* PROBLEM TO SOLVE *
Your answer needs to include each line of the records in which the string "filename" can be found.

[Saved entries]
_ _ _ _ _

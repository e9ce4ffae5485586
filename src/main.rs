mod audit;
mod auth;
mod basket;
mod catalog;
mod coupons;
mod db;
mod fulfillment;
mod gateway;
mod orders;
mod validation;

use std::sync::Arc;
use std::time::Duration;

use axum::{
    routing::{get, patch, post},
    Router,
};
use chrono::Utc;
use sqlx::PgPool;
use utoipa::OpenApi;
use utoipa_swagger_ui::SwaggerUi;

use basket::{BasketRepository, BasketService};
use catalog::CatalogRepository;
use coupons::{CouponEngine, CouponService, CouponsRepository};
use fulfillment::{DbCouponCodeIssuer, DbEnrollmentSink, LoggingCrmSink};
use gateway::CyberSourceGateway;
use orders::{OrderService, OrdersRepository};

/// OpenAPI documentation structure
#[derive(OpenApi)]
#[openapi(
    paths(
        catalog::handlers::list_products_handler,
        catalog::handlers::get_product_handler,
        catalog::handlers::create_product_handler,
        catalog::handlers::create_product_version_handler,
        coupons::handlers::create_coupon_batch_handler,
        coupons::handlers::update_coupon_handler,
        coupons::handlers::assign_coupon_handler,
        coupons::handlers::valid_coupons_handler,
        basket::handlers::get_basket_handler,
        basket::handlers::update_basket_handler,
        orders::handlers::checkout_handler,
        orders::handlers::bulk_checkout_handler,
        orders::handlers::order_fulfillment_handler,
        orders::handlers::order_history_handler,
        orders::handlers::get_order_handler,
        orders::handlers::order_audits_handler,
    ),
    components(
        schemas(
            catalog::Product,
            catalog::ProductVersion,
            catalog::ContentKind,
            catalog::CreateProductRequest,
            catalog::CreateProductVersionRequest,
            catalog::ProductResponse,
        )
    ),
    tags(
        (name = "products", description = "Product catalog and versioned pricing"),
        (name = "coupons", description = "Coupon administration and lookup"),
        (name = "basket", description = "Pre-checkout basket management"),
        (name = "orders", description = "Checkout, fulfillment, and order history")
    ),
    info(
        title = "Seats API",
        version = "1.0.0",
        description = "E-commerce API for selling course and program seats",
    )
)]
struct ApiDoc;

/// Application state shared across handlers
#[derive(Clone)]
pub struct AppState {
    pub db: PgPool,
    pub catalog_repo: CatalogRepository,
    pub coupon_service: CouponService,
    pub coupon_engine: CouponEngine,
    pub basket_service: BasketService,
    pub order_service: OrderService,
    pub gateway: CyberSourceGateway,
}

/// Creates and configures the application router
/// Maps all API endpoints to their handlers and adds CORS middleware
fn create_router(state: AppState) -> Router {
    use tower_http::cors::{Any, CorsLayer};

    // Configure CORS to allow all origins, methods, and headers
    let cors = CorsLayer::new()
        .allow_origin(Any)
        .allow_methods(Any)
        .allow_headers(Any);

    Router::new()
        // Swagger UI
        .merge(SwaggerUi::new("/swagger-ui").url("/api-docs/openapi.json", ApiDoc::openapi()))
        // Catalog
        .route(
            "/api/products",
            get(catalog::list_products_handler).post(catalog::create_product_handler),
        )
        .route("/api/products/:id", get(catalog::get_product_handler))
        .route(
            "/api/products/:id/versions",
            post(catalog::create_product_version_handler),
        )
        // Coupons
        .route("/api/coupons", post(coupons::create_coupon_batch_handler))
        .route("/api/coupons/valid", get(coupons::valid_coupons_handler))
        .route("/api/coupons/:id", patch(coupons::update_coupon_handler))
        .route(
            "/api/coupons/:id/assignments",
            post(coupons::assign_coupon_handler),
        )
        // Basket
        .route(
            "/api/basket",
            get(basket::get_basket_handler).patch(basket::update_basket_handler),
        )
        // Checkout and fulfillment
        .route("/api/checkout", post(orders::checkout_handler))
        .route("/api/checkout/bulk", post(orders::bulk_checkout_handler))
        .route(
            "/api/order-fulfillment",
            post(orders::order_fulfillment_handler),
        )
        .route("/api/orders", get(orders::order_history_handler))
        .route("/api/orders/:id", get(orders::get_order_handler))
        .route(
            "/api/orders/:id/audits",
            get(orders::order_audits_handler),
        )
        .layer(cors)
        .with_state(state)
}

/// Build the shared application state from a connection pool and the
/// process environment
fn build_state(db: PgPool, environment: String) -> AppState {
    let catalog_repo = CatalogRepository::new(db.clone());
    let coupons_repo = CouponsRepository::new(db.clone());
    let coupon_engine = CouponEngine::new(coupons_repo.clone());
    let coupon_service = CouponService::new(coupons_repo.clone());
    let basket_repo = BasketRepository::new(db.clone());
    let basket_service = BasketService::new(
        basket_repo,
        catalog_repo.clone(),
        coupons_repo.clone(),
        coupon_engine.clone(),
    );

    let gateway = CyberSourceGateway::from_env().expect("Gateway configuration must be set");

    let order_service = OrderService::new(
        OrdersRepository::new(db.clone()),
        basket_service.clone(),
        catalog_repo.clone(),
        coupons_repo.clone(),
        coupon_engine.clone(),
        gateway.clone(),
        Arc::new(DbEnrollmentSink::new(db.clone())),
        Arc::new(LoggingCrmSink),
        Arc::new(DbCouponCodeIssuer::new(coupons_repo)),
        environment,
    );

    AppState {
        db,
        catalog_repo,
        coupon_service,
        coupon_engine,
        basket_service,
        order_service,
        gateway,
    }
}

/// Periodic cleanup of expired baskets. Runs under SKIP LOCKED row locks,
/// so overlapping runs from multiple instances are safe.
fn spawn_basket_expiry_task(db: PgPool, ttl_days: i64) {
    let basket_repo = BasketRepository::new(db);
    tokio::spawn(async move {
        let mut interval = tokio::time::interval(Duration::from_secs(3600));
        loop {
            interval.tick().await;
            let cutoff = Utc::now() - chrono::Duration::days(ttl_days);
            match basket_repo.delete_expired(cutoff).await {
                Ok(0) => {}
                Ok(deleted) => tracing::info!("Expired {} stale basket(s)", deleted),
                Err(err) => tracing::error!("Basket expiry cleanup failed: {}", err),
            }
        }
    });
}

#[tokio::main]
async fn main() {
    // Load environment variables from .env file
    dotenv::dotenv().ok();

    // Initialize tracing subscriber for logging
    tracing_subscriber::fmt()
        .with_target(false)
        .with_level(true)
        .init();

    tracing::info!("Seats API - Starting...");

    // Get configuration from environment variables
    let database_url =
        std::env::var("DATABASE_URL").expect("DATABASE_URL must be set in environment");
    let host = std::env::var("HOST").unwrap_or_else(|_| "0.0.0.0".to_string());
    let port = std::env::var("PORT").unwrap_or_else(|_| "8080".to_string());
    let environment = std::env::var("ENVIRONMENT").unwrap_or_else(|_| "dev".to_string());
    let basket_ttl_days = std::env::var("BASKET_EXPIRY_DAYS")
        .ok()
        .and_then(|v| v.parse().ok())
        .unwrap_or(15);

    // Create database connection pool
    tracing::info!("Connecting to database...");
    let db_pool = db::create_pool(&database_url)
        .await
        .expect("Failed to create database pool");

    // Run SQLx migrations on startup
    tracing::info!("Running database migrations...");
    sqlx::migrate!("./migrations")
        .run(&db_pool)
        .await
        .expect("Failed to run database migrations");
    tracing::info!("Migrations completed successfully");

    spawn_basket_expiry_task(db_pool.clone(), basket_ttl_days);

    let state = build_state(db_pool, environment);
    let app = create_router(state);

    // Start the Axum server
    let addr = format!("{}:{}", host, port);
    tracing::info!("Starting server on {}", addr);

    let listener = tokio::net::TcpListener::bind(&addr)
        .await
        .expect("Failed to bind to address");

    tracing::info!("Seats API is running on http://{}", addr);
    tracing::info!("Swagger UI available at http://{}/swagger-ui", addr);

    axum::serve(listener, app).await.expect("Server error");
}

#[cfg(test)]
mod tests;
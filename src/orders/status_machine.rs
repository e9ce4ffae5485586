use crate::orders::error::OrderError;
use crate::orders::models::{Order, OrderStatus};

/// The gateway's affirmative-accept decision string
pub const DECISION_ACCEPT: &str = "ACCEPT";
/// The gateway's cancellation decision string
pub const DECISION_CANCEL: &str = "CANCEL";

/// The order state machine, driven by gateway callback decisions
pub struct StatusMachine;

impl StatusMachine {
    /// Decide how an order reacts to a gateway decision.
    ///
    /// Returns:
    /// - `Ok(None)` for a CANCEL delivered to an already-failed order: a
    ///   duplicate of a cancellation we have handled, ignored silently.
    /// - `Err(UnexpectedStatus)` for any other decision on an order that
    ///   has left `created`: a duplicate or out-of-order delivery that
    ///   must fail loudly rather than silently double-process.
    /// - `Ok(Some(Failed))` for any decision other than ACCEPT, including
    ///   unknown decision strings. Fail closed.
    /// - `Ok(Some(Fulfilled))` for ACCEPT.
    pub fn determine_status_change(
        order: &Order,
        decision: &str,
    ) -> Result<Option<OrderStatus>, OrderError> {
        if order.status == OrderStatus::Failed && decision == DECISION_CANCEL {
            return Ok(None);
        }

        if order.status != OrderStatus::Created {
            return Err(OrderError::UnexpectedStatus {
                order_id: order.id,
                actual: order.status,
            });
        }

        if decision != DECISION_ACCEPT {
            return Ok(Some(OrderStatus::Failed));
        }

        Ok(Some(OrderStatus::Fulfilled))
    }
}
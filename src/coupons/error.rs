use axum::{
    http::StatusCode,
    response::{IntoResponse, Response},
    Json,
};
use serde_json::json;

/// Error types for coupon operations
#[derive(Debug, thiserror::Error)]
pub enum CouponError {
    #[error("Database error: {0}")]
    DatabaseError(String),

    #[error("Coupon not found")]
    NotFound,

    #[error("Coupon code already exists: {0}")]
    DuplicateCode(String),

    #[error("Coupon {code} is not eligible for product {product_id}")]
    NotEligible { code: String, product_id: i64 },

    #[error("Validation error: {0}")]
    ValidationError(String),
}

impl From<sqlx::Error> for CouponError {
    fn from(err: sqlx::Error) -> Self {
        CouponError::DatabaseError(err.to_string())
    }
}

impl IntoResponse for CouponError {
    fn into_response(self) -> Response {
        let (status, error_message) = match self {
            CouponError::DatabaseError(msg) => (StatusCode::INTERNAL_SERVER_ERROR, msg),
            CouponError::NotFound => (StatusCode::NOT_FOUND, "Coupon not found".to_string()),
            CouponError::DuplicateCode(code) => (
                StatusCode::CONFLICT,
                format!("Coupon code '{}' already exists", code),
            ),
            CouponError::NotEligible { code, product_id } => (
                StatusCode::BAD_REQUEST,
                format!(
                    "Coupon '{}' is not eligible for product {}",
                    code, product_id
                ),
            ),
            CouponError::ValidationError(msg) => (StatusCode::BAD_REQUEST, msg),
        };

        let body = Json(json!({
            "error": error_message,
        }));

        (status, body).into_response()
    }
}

_ _ _ _ _

* ANSWER AREA *
filename src/main.rs
filename src/orders/status_machine.rs
filename src/coupons/error.rs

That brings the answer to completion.